What this task involves:
For every record here, output an exact copy.

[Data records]
============

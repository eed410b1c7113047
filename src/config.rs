//! 命令行参数与运行配置

use crate::framing::{Encoding, NICKNAME_MAX};
use clap::{ArgAction, Parser};
use std::path::PathBuf;
use std::time::Duration;
use url::{Host, Url};

/// ICB 默认端口
pub const DEFAULT_PORT: u16 = 7326;

/// 默认空闲间隔（秒）
pub const DEFAULT_IDLE_SECS: u64 = 30;

/// ICB 聊天终端客户端
#[derive(Parser, Debug, Clone)]
#[command(name = "icb")]
#[command(version, about, long_about = None)]
pub struct Cli {
    /// 提高诊断输出级别（可重复）
    #[arg(short = 'd', action = ArgAction::Count)]
    pub debug: u8,

    /// 不保存聊天记录
    #[arg(short = 'H')]
    pub no_history: bool,

    /// 使用未经验证的扩展多包编码
    #[arg(short = 'x')]
    pub extended: bool,

    /// 空闲保活间隔，0 表示关闭
    #[arg(short = 't', value_name = "SECS", default_value_t = DEFAULT_IDLE_SECS)]
    pub timeout: u64,

    /// 服务器地址 [nick@]host[:port]
    #[arg(value_name = "[NICK@]HOST[:PORT]")]
    pub server: String,

    /// 要进入的房间
    pub room: String,
}

#[derive(Debug, thiserror::Error)]
pub enum ConfigError {
    #[error("无效的服务器地址 '{0}'")]
    InvalidServer(String),

    #[error("服务器地址解析失败: {0}")]
    Url(#[from] url::ParseError),

    #[error("无法确定昵称，请使用 nick@host 形式或设置 USER")]
    MissingNick,

    #[error("昵称过长: {length} 字节 (必须小于 {max})")]
    NickTooLong { length: usize, max: usize },

    #[error("房间名不能为空")]
    EmptyRoom,
}

/// 解析后的服务器地址
#[derive(Debug, Clone, PartialEq, Eq)]
pub struct ServerAddress {
    pub nick: Option<String>,
    pub host: String,
    pub port: u16,
}

/// 解析 `[nick@]host[:port]`，IPv6 地址写成 `[addr]:port`
pub fn parse_server(spec: &str) -> Result<ServerAddress, ConfigError> {
    let (nick, host_part) = match spec.split_once('@') {
        Some((nick, rest)) => (Some(nick.to_string()), rest),
        None => (None, spec),
    };
    if host_part.is_empty() {
        return Err(ConfigError::InvalidServer(spec.to_string()));
    }

    let url = Url::parse(&format!("icb://{host_part}"))?;
    if !url.username().is_empty()
        || url.password().is_some()
        || !url.path().is_empty()
        || url.query().is_some()
        || url.fragment().is_some()
    {
        return Err(ConfigError::InvalidServer(spec.to_string()));
    }

    let host = match url.host() {
        Some(Host::Domain(domain)) if !domain.is_empty() => domain.to_string(),
        Some(Host::Ipv4(addr)) => addr.to_string(),
        Some(Host::Ipv6(addr)) => addr.to_string(),
        _ => return Err(ConfigError::InvalidServer(spec.to_string())),
    };

    Ok(ServerAddress {
        nick,
        host,
        port: url.port().unwrap_or(DEFAULT_PORT),
    })
}

/// 运行配置，启动后不再改变
#[derive(Debug, Clone)]
pub struct Config {
    pub nick: String,
    pub host: String,
    pub port: u16,
    pub room: String,
    /// 0 表示关闭保活和超时
    pub idle_interval: Duration,
    /// `None` 表示不保存聊天记录
    pub history_dir: Option<PathBuf>,
    pub encoding: Encoding,
    pub verbosity: u8,
}

impl Config {
    pub fn from_cli(cli: &Cli) -> Result<Self, ConfigError> {
        Self::from_cli_with(cli, default_nick, dirs::home_dir)
    }

    /// 昵称和主目录的来源可替换，便于测试
    pub fn from_cli_with(
        cli: &Cli,
        nick_source: impl FnOnce() -> Option<String>,
        home_source: impl FnOnce() -> Option<PathBuf>,
    ) -> Result<Self, ConfigError> {
        let server = parse_server(&cli.server)?;

        let nick = server
            .nick
            .or_else(nick_source)
            .filter(|nick| !nick.is_empty())
            .ok_or(ConfigError::MissingNick)?;
        if nick.len() >= NICKNAME_MAX {
            return Err(ConfigError::NickTooLong {
                length: nick.len(),
                max: NICKNAME_MAX,
            });
        }

        if cli.room.is_empty() {
            return Err(ConfigError::EmptyRoom);
        }

        let history_dir = if cli.no_history {
            None
        } else {
            home_source().map(|home| home.join(".icb").join("logs").join(&server.host))
        };

        Ok(Self {
            nick,
            host: server.host,
            port: server.port,
            room: cli.room.clone(),
            idle_interval: Duration::from_secs(cli.timeout),
            history_dir,
            encoding: if cli.extended { Encoding::Extended } else { Encoding::Standard },
            verbosity: cli.debug,
        })
    }
}

/// 登录名：先 USER，再 LOGNAME
fn default_nick() -> Option<String> {
    std::env::var("USER")
        .ok()
        .filter(|s| !s.is_empty())
        .or_else(|| std::env::var("LOGNAME").ok())
}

============

Output:
repository eed410b1c7113047
filename src/config.rs
//! 命令行参数与运行配置

use crate::framing::{Encoding, NICKNAME_MAX};
use clap::{ArgAction, Parser};
use std::path::PathBuf;
use std::time::Duration;
use url::{Host, Url};

/// ICB 默认端口
pub const DEFAULT_PORT: u16 = 7326;

/// 默认空闲间隔（秒）
pub const DEFAULT_IDLE_SECS: u64 = 30;

/// ICB 聊天终端客户端
#[derive(Parser, Debug, Clone)]
#[command(name = "icb")]
#[command(version, about, long_about = None)]
pub struct Cli {
    /// 提高诊断输出级别（可重复）
    #[arg(short = 'd', action = ArgAction::Count)]
    pub debug: u8,

    /// 不保存聊天记录
    #[arg(short = 'H')]
    pub no_history: bool,

    /// 使用未经验证的扩展多包编码
    #[arg(short = 'x')]
    pub extended: bool,

    /// 空闲保活间隔，0 表示关闭
    #[arg(short = 't', value_name = "SECS", default_value_t = DEFAULT_IDLE_SECS)]
    pub timeout: u64,

    /// 服务器地址 [nick@]host[:port]
    #[arg(value_name = "[NICK@]HOST[:PORT]")]
    pub server: String,

    /// 要进入的房间
    pub room: String,
}

#[derive(Debug, thiserror::Error)]
pub enum ConfigError {
    #[error("无效的服务器地址 '{0}'")]
    InvalidServer(String),

    #[error("服务器地址解析失败: {0}")]
    Url(#[from] url::ParseError),

    #[error("无法确定昵称，请使用 nick@host 形式或设置 USER")]
    MissingNick,

    #[error("昵称过长: {length} 字节 (必须小于 {max})")]
    NickTooLong { length: usize, max: usize },

    #[error("房间名不能为空")]
    EmptyRoom,
}

/// 解析后的服务器地址
#[derive(Debug, Clone, PartialEq, Eq)]
pub struct ServerAddress {
    pub nick: Option<String>,
    pub host: String,
    pub port: u16,
}

/// 解析 `[nick@]host[:port]`，IPv6 地址写成 `[addr]:port`
pub fn parse_server(spec: &str) -> Result<ServerAddress, ConfigError> {
    let (nick, host_part) = match spec.split_once('@') {
        Some((nick, rest)) => (Some(nick.to_string()), rest),
        None => (None, spec),
    };
    if host_part.is_empty() {
        return Err(ConfigError::InvalidServer(spec.to_string()));
    }

    let url = Url::parse(&format!("icb://{host_part}"))?;
    if !url.username().is_empty()
        || url.password().is_some()
        || !url.path().is_empty()
        || url.query().is_some()
        || url.fragment().is_some()
    {
        return Err(ConfigError::InvalidServer(spec.to_string()));
    }

    let host = match url.host() {
        Some(Host::Domain(domain)) if !domain.is_empty() => domain.to_string(),
        Some(Host::Ipv4(addr)) => addr.to_string(),
        Some(Host::Ipv6(addr)) => addr.to_string(),
        _ => return Err(ConfigError::InvalidServer(spec.to_string())),
    };

    Ok(ServerAddress {
        nick,
        host,
        port: url.port().unwrap_or(DEFAULT_PORT),
    })
}

/// 运行配置，启动后不再改变
#[derive(Debug, Clone)]
pub struct Config {
    pub nick: String,
    pub host: String,
    pub port: u16,
    pub room: String,
    /// 0 表示关闭保活和超时
    pub idle_interval: Duration,
    /// `None` 表示不保存聊天记录
    pub history_dir: Option<PathBuf>,
    pub encoding: Encoding,
    pub verbosity: u8,
}

impl Config {
    pub fn from_cli(cli: &Cli) -> Result<Self, ConfigError> {
        Self::from_cli_with(cli, default_nick, dirs::home_dir)
    }

    /// 昵称和主目录的来源可替换，便于测试
    pub fn from_cli_with(
        cli: &Cli,
        nick_source: impl FnOnce() -> Option<String>,
        home_source: impl FnOnce() -> Option<PathBuf>,
    ) -> Result<Self, ConfigError> {
        let server = parse_server(&cli.server)?;

        let nick = server
            .nick
            .or_else(nick_source)
            .filter(|nick| !nick.is_empty())
            .ok_or(ConfigError::MissingNick)?;
        if nick.len() >= NICKNAME_MAX {
            return Err(ConfigError::NickTooLong {
                length: nick.len(),
                max: NICKNAME_MAX,
            });
        }

        if cli.room.is_empty() {
            return Err(ConfigError::EmptyRoom);
        }

        let history_dir = if cli.no_history {
            None
        } else {
            home_source().map(|home| home.join(".icb").join("logs").join(&server.host))
        };

        Ok(Self {
            nick,
            host: server.host,
            port: server.port,
            room: cli.room.clone(),
            idle_interval: Duration::from_secs(cli.timeout),
            history_dir,
            encoding: if cli.extended { Encoding::Extended } else { Encoding::Standard },
            verbosity: cli.debug,
        })
    }
}

/// 登录名：先 USER，再 LOGNAME
fn default_nick() -> Option<String> {
    std::env::var("USER")
        .ok()
        .filter(|s| !s.is_empty())
        .or_else(|| std::env::var("LOGNAME").ok())
}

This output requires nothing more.